1. Complete blood count with differential - Already done; platelet count is 410,000/μL (normal to high)
2. Peripheral blood smear - Look for platelet size/morphology abnormalities 1
3. PT (Prothrombin Time) - Screens extrinsic and common pathways 1, 3
4. aPTT (Activated Partial Thromboplastin Time) - Screens intrinsic and common pathways 1, 3
5. Fibrinogen level - Detects fibrinogen defects 2, 1

Critical Second-Line Tests (If Initial Tests Normal)

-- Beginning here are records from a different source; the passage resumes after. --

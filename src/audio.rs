/// Background-music surface.  The session only ever loads one looping track,
/// stops it at game over and restarts it on a new run.

use std::fs::File;
use std::io::BufReader;
use std::path::{Path, PathBuf};

use rodio::source::Buffered;
use rodio::{Decoder, OutputStream, OutputStreamHandle, Sink, Source};

use crate::error::AudioError;

pub const MUSIC_FILE: &str = "bgm.ogg";

type Track = Buffered<Decoder<BufReader<File>>>;

pub trait AudioSink {
    fn load(&mut self, track: &Path) -> Result<(), AudioError>;
    fn play(&mut self, looped: bool);
    fn stop(&mut self);
    fn set_volume(&mut self, level: f32);
}

#[derive(Clone, Copy, Debug, PartialEq, Eq)]
pub enum Playback {
    Stopped,
    Playing { looped: bool },
}

/// rodio-backed music player.
///
/// Tracks are fully validated by the decoder on `load`, with or without an
/// output device.  When no device could be opened the player still follows
/// load/play/stop but stays silent.
pub struct MusicPlayer {
    // the stream must outlive every sink created from its handle
    output: Option<(OutputStream, OutputStreamHandle)>,
    sink: Option<Sink>,
    track: Option<(PathBuf, Track)>,
    playback: Playback,
    volume: f32,
}

impl MusicPlayer {
    /// Open the default output device, falling back to a silent player.
    pub fn new() -> Self {
        match OutputStream::try_default() {
            Ok(output) => MusicPlayer::with_output(Some(output)),
            Err(e) => {
                tracing::warn!("no audio output, music disabled: {e}");
                MusicPlayer::silent()
            }
        }
    }

    /// A player that never opens an output device.
    pub fn silent() -> Self {
        MusicPlayer::with_output(None)
    }

    fn with_output(output: Option<(OutputStream, OutputStreamHandle)>) -> Self {
        MusicPlayer {
            output,
            sink: None,
            track: None,
            playback: Playback::Stopped,
            volume: 1.0,
        }
    }

    pub fn playback(&self) -> Playback {
        self.playback
    }

    pub fn volume(&self) -> f32 {
        self.volume
    }

    /// True while a sink is actually feeding the output device.
    pub fn is_audible(&self) -> bool {
        self.sink.as_ref().map(|sink| !sink.empty()).unwrap_or(false)
    }

    fn open_sink(&self) -> Option<Sink> {
        let (_, handle) = self.output.as_ref()?;
        match Sink::try_new(handle) {
            Ok(sink) => Some(sink),
            Err(e) => {
                tracing::warn!("music playback skipped: {e}");
                None
            }
        }
    }
}

impl Default for MusicPlayer {
    fn default() -> Self {
        MusicPlayer::new()
    }
}

impl AudioSink for MusicPlayer {
    fn load(&mut self, track: &Path) -> Result<(), AudioError> {
        if !track.exists() {
            return Err(AudioError::Missing(track.to_path_buf()));
        }
        let file = File::open(track).map_err(|source| AudioError::Unreadable {
            path: track.to_path_buf(),
            source,
        })?;
        let decoder = Decoder::new(BufReader::new(file)).map_err(|source| AudioError::Decode {
            path: track.to_path_buf(),
            source,
        })?;
        tracing::debug!(track = %track.display(), "music loaded");
        self.stop();
        self.track = Some((track.to_path_buf(), decoder.buffered()));
        Ok(())
    }

    fn play(&mut self, looped: bool) {
        let Some((path, track)) = &self.track else {
            tracing::debug!("play requested with no track loaded");
            return;
        };
        tracing::debug!(track = %path.display(), looped, "music playing");
        let track = track.clone();

        if let Some(old) = self.sink.take() {
            old.stop();
        }
        self.sink = self.open_sink().map(|sink| {
            sink.set_volume(self.volume);
            if looped {
                sink.append(track.repeat_infinite());
            } else {
                sink.append(track);
            }
            sink
        });
        self.playback = Playback::Playing { looped };
    }

    fn stop(&mut self) {
        if let Some(sink) = self.sink.take() {
            sink.stop();
        }
        if self.playback != Playback::Stopped {
            tracing::debug!("music stopped");
        }
        self.playback = Playback::Stopped;
    }

    fn set_volume(&mut self, level: f32) {
        self.volume = level.clamp(0.0, 1.0);
        if let Some(sink) = &self.sink {
            sink.set_volume(self.volume);
        }
    }
}
/// Rendering layer — all terminal I/O lives here.
///
/// Receives the world-space draw commands produced by the library and
/// projects the 1280×720 world onto the terminal grid.  No game logic is
/// performed here.

use std::io::Write;

use crossterm::{
    cursor,
    style::{self, Color, Print},
    terminal,
    QueueableCommand,
};
use flying_shooter::assets::{Sprite, SpriteSheet};
use flying_shooter::constants::{HEIGHT, WIDTH};
use flying_shooter::entities::{EnemyKind, Rect};
use flying_shooter::render::{Anchor, DrawCommand, Rgb, SpriteId};

// ── Colour palette ────────────────────────────────────────────────────────────

const C_BACKGROUND: Color = Color::DarkGrey;
const C_PLAYER: Color = Color::White;
const C_DRONE: Color = Color::Green;
const C_GUNSHIP: Color = Color::Yellow;
const C_CARRIER: Color = Color::Magenta;
const C_HINT: Color = Color::DarkGrey;

fn rgb(color: Rgb) -> Color {
    Color::Rgb {
        r: color.0,
        g: color.1,
        b: color.2,
    }
}

fn sprite_color(id: SpriteId) -> Color {
    match id {
        SpriteId::Background => C_BACKGROUND,
        SpriteId::Player => C_PLAYER,
        SpriteId::Enemy(EnemyKind::Drone) => C_DRONE,
        SpriteId::Enemy(EnemyKind::Gunship) => C_GUNSHIP,
        SpriteId::Enemy(EnemyKind::Carrier) => C_CARRIER,
    }
}

// ── World ↔ terminal projection ───────────────────────────────────────────────

/// Maps world pixels onto terminal cells.  The last terminal row is kept
/// for the controls hint.
#[derive(Clone, Copy, Debug)]
pub struct Projection {
    cols: u16,
    rows: u16,
}

impl Projection {
    pub fn new(cols: u16, rows: u16) -> Self {
        Projection {
            cols: cols.max(1),
            rows: rows.saturating_sub(1).max(1),
        }
    }

    pub fn current() -> std::io::Result<Self> {
        let (cols, rows) = terminal::size()?;
        Ok(Projection::new(cols, rows))
    }

    fn col(&self, x: i32) -> i32 {
        (x as i64 * self.cols as i64 / WIDTH as i64) as i32
    }

    fn row(&self, y: i32) -> i32 {
        (y as i64 * self.rows as i64 / HEIGHT as i64) as i32
    }

    /// Cell span covered by a world box; at least one cell on each axis.
    fn span(&self, rect: &Rect) -> (i32, i32, i32, i32) {
        let c0 = self.col(rect.left());
        let r0 = self.row(rect.top());
        let c1 = self.col(rect.right()).max(c0 + 1);
        let r1 = self.row(rect.bottom()).max(r0 + 1);
        (c0, r0, c1, r1)
    }

    fn visible(&self, col: i32, row: i32) -> bool {
        col >= 0 && row >= 0 && col < self.cols as i32 && row < self.rows as i32
    }

    /// World point at the centre of a terminal cell.
    pub fn to_world(&self, col: u16, row: u16) -> (i32, i32) {
        let x = (col as i64 * 2 + 1) * WIDTH as i64 / (self.cols as i64 * 2);
        let y = (row as i64 * 2 + 1) * HEIGHT as i64 / (self.rows as i64 * 2);
        (x as i32, y as i32)
    }

    pub fn hint_row(&self) -> u16 {
        self.rows
    }
}

// ── Public entry point ────────────────────────────────────────────────────────

/// Render one complete frame.
pub fn render<W: Write>(
    out: &mut W,
    commands: &[DrawCommand],
    sprites: &SpriteSheet,
    proj: &Projection,
    hint: &str,
) -> std::io::Result<()> {
    out.queue(terminal::Clear(terminal::ClearType::All))?;

    for cmd in commands {
        match cmd {
            DrawCommand::Fill(_) => {
                out.queue(terminal::Clear(terminal::ClearType::All))?;
            }
            DrawCommand::Sprite { sprite, rect } => {
                let glyphs = match sprite {
                    SpriteId::Background => &sprites.background,
                    SpriteId::Player => &sprites.player,
                    SpriteId::Enemy(kind) => sprites.enemy(*kind),
                };
                draw_sprite(out, proj, glyphs, rect, sprite_color(*sprite))?;
            }
            DrawCommand::Circle { cx, cy, color, .. } => {
                let (col, row) = (proj.col(*cx), proj.row(*cy));
                if proj.visible(col, row) {
                    out.queue(cursor::MoveTo(col as u16, row as u16))?;
                    out.queue(style::SetForegroundColor(rgb(*color)))?;
                    out.queue(Print("●"))?;
                }
            }
            DrawCommand::Text {
                text,
                x,
                y,
                anchor,
                color,
            } => {
                let mut col = proj.col(*x);
                if *anchor == Anchor::Center {
                    col -= text.chars().count() as i32 / 2;
                }
                draw_text(out, proj, col, proj.row(*y), text, rgb(*color))?;
            }
            DrawCommand::Button { label, rect, color } => {
                draw_button(out, proj, label, rect, rgb(*color))?;
            }
        }
    }

    out.queue(cursor::MoveTo(1, proj.hint_row()))?;
    out.queue(style::SetForegroundColor(C_HINT))?;
    out.queue(Print(hint))?;

    // Park cursor in a harmless spot and flush
    out.queue(style::ResetColor)?;
    out.queue(cursor::MoveTo(0, proj.hint_row()))?;
    out.flush()?;
    Ok(())
}

// ── Primitives ────────────────────────────────────────────────────────────────

/// Stretch a sprite over the cells its box covers.  Spaces are transparent.
fn draw_sprite<W: Write>(
    out: &mut W,
    proj: &Projection,
    sprite: &Sprite,
    rect: &Rect,
    color: Color,
) -> std::io::Result<()> {
    let (c0, r0, c1, r1) = proj.span(rect);
    let (cols, rows) = ((c1 - c0) as usize, (r1 - r0) as usize);

    out.queue(style::SetForegroundColor(color))?;
    for row in r0..r1 {
        for col in c0..c1 {
            if !proj.visible(col, row) {
                continue;
            }
            let glyph = sprite.sample((col - c0) as usize, (row - r0) as usize, cols, rows);
            if glyph == ' ' {
                continue;
            }
            out.queue(cursor::MoveTo(col as u16, row as u16))?;
            out.queue(Print(glyph))?;
        }
    }
    Ok(())
}

fn draw_text<W: Write>(
    out: &mut W,
    proj: &Projection,
    col: i32,
    row: i32,
    text: &str,
    color: Color,
) -> std::io::Result<()> {
    if !proj.visible(col.max(0), row) {
        return Ok(());
    }
    // clip the left edge rather than dropping the whole line
    let skip = (-col).max(0) as usize;
    let visible: String = text.chars().skip(skip).collect();
    out.queue(cursor::MoveTo(col.max(0) as u16, row as u16))?;
    out.queue(style::SetForegroundColor(color))?;
    out.queue(Print(visible))?;
    Ok(())
}

fn draw_button<W: Write>(
    out: &mut W,
    proj: &Projection,
    label: &str,
    rect: &Rect,
    color: Color,
) -> std::io::Result<()> {
    let (c0, r0, c1, r1) = proj.span(rect);
    out.queue(style::SetBackgroundColor(color))?;
    for row in r0..r1 {
        if !proj.visible(c0.max(0), row) {
            continue;
        }
        out.queue(cursor::MoveTo(c0.max(0) as u16, row as u16))?;
        out.queue(Print(" ".repeat((c1 - c0.max(0)).max(0) as usize)))?;
    }

    let label_col = c0 + ((c1 - c0) - label.chars().count() as i32) / 2;
    let label_row = r0 + (r1 - r0) / 2;
    draw_text(out, proj, label_col, label_row, label, Color::White)?;
    out.queue(style::SetBackgroundColor(Color::Reset))?;
    Ok(())
}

Since PT and aPTT do NOT detect von Willebrand disease or mild platelet disorders 2, 1, you must order:

Von Willebrand disease panel 5:

• VWF antigen (VWF:Ag)
• VWF ristocetin cofactor activity (VWF:RCo)
• Factor VIII coagulant activity
• Calculate VWF:RCo/VWF:Ag ratio to detect qualitative defects

Important caveat: Von Willebrand factor levels can be affected by blood type (Type O has lower levels), stress, inflammation, and hormonal status 3. Repeat testing may be necessary.

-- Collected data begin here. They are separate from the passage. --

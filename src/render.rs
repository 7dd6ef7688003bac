/// Draw-command generation.
///
/// The simulation never touches the terminal.  Each frame it is turned into a
/// flat list of `DrawCommand`s in world coordinates, which the binary's
/// display layer projects onto whatever surface it owns.

use crate::constants::{BULLET_RADIUS, HEIGHT, WIDTH};
use crate::entities::{Bullet, EnemyKind, GameState, Rect, Variant};
use crate::menu::GameOverMenu;
use crate::session::Summary;

pub type Rgb = (u8, u8, u8);

pub const BLACK: Rgb = (0, 0, 0);
pub const WHITE: Rgb = (255, 255, 255);
pub const GREY: Rgb = (200, 200, 200);
pub const PLAYER_BULLET: Rgb = (0, 0, 255);
pub const ENEMY_BULLET: Rgb = (255, 0, 0);
pub const BUTTON: Rgb = (70, 130, 180);
pub const BUTTON_HOVER: Rgb = (100, 150, 200);

#[derive(Clone, Copy, Debug, PartialEq, Eq)]
pub enum SpriteId {
    Background,
    Player,
    Enemy(EnemyKind),
}

#[derive(Clone, Copy, Debug, PartialEq, Eq)]
pub enum Anchor {
    TopLeft,
    Center,
}

#[derive(Clone, Debug, PartialEq, Eq)]
pub enum DrawCommand {
    Fill(Rgb),
    Sprite { sprite: SpriteId, rect: Rect },
    Circle { cx: i32, cy: i32, radius: i32, color: Rgb },
    Text { text: String, x: i32, y: i32, anchor: Anchor, color: Rgb },
    Button { label: String, rect: Rect, color: Rgb },
}

// ── Labels ────────────────────────────────────────────────────────────────────

/// User-facing strings for each build.
#[derive(Clone, Copy, Debug, PartialEq, Eq)]
pub struct Labels {
    pub hp: &'static str,
    pub score: &'static str,
    pub final_score: &'static str,
}

impl Labels {
    pub fn for_variant(variant: Variant) -> Self {
        match variant {
            Variant::Classic => Labels {
                hp: "HP",
                score: "Score",
                final_score: "Final Score",
            },
            Variant::Localized => Labels {
                hp: "生命值",
                score: "得分",
                final_score: "最终得分",
            },
        }
    }

    /// `rank` is zero-based.
    pub fn top_line(&self, variant: Variant, rank: usize, score: u32) -> String {
        match variant {
            Variant::Classic => format!("Top {}: {}", rank + 1, score),
            Variant::Localized => format!("第{}名: {}", rank + 1, score),
        }
    }
}

// ── Play frame ────────────────────────────────────────────────────────────────

fn bullet_circle(bullet: &Bullet, color: Rgb) -> DrawCommand {
    let (cx, cy) = bullet.rect().center();
    DrawCommand::Circle {
        cx,
        cy,
        radius: BULLET_RADIUS,
        color,
    }
}

/// Background, player, enemies, bullets, then the HUD on top.
pub fn frame_commands(state: &GameState) -> Vec<DrawCommand> {
    let labels = Labels::for_variant(state.variant);
    let mut cmds = Vec::with_capacity(
        4 + state.enemies.len() + state.player_bullets.len() + state.enemy_bullets.len(),
    );

    cmds.push(DrawCommand::Sprite {
        sprite: SpriteId::Background,
        rect: Rect::new(0, 0, WIDTH, HEIGHT),
    });
    cmds.push(DrawCommand::Sprite {
        sprite: SpriteId::Player,
        rect: state.player.rect,
    });
    for enemy in &state.enemies {
        cmds.push(DrawCommand::Sprite {
            sprite: SpriteId::Enemy(enemy.kind),
            rect: enemy.rect,
        });
    }
    cmds.extend(
        state
            .player_bullets
            .iter()
            .map(|b| bullet_circle(b, PLAYER_BULLET)),
    );
    cmds.extend(
        state
            .enemy_bullets
            .iter()
            .map(|b| bullet_circle(b, ENEMY_BULLET)),
    );

    cmds.push(DrawCommand::Text {
        text: format!("{}: {}", labels.hp, state.player.hp),
        x: 10,
        y: 10,
        anchor: Anchor::TopLeft,
        color: WHITE,
    });
    cmds.push(DrawCommand::Text {
        text: format!("{}: {}", labels.score, state.score),
        x: WIDTH - 150,
        y: 10,
        anchor: Anchor::TopLeft,
        color: WHITE,
    });
    cmds
}

// ── Game-over screen ──────────────────────────────────────────────────────────

/// Final score, the top three, and the buttons when the build has them.
pub fn summary_commands(
    summary: &Summary,
    variant: Variant,
    menu: Option<&GameOverMenu>,
    pointer: Option<(i32, i32)>,
) -> Vec<DrawCommand> {
    let labels = Labels::for_variant(variant);
    let mut cmds = vec![
        DrawCommand::Fill(BLACK),
        DrawCommand::Text {
            text: format!("{}: {}", labels.final_score, summary.final_score),
            x: WIDTH / 2,
            y: HEIGHT / 2 - 100,
            anchor: Anchor::Center,
            color: WHITE,
        },
    ];

    let top_y = HEIGHT / 2 - 30;
    for (rank, score) in summary.top_scores.iter().take(3).enumerate() {
        cmds.push(DrawCommand::Text {
            text: labels.top_line(variant, rank, *score),
            x: WIDTH / 2 - 80,
            y: top_y + rank as i32 * 50,
            anchor: Anchor::TopLeft,
            color: GREY,
        });
    }

    if let Some(menu) = menu {
        for button in &menu.buttons {
            cmds.push(DrawCommand::Button {
                label: button.label.to_string(),
                rect: button.rect,
                color: if button.hovered(pointer) {
                    BUTTON_HOVER
                } else {
                    BUTTON
                },
            });
        }
    }
    cmds
}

Specialized Platelet Function Testing

If von Willebrand testing is normal but suspicion remains high 2, 6:

• Platelet aggregation studies - Requires referral to hematology; detects specific platelet function defects 2
• Historical research identified two patterns in "easy bruising syndrome": Type I with normal platelet function but elevated megathrombocytes (60% of cases), and Type II with abnormal platelet aggregation responses (97% had impaired epinephrine aggregation) 6

Note: PFA-100 testing is no longer recommended by many centers as it misses mild platelet abnormalities and has many confounding factors 2.

Common Pitfalls to Avoid

1. Assuming normal PT/aPTT rules out bleeding disorders - These tests miss von Willebrand disease, Factor XIII deficiency, and platelet function disorders 2, 1

2. Overlooking mild hemophilia - Mild Factor VIII or IX deficiency may not prolong aPTT but can still cause significant bleeding 2

3. Not testing for Factor XIII deficiency - This causes severe bleeding but is completely missed by standard coagulation tests 1

4. Dismissing family history - This provides critical diagnostic clues for inherited disorders 5

5. Single abnormal test interpretation - Von Willebrand factor levels fluctuate; repeat testing is often necessary 5

When to Refer to Hematology

Immediate referral indicated if 5, 4:

• Abnormal initial coagulation studies
• Strong clinical suspicion despite normal initial workup
• Before any surgical procedures in a patient with bleeding history
• Positive von Willebrand disease screening requiring confirmation
• Need for specialized platelet aggregation studies

Special Considerations for Young Females

Menstrual history is essential 1, 3:

• Heavy menstrual bleeding is often the presenting symptom of von Willebrand disease in women
• Ask specifically about: pad/tampon changes per hour, clots larger than a quarter, bleeding through protection, anemia requiring treatment

Hormonal influences 5:

• Estrogen increases von Willebrand factor levels
• Testing should ideally be done when not on hormonal contraception
• Pregnancy planning requires special consideration if bleeding disorder confirmed

Most Likely Diagnosis

Given the clinical presentation of easy bruising with normal platelet count in a young female, von Willebrand disease is statistically most likely (prevalence 1:1000), followed by mild platelet function disorders 1, 6. The diagnostic workup must specifically test for these conditions as they are invisible to routine coagulation screening 2, 1.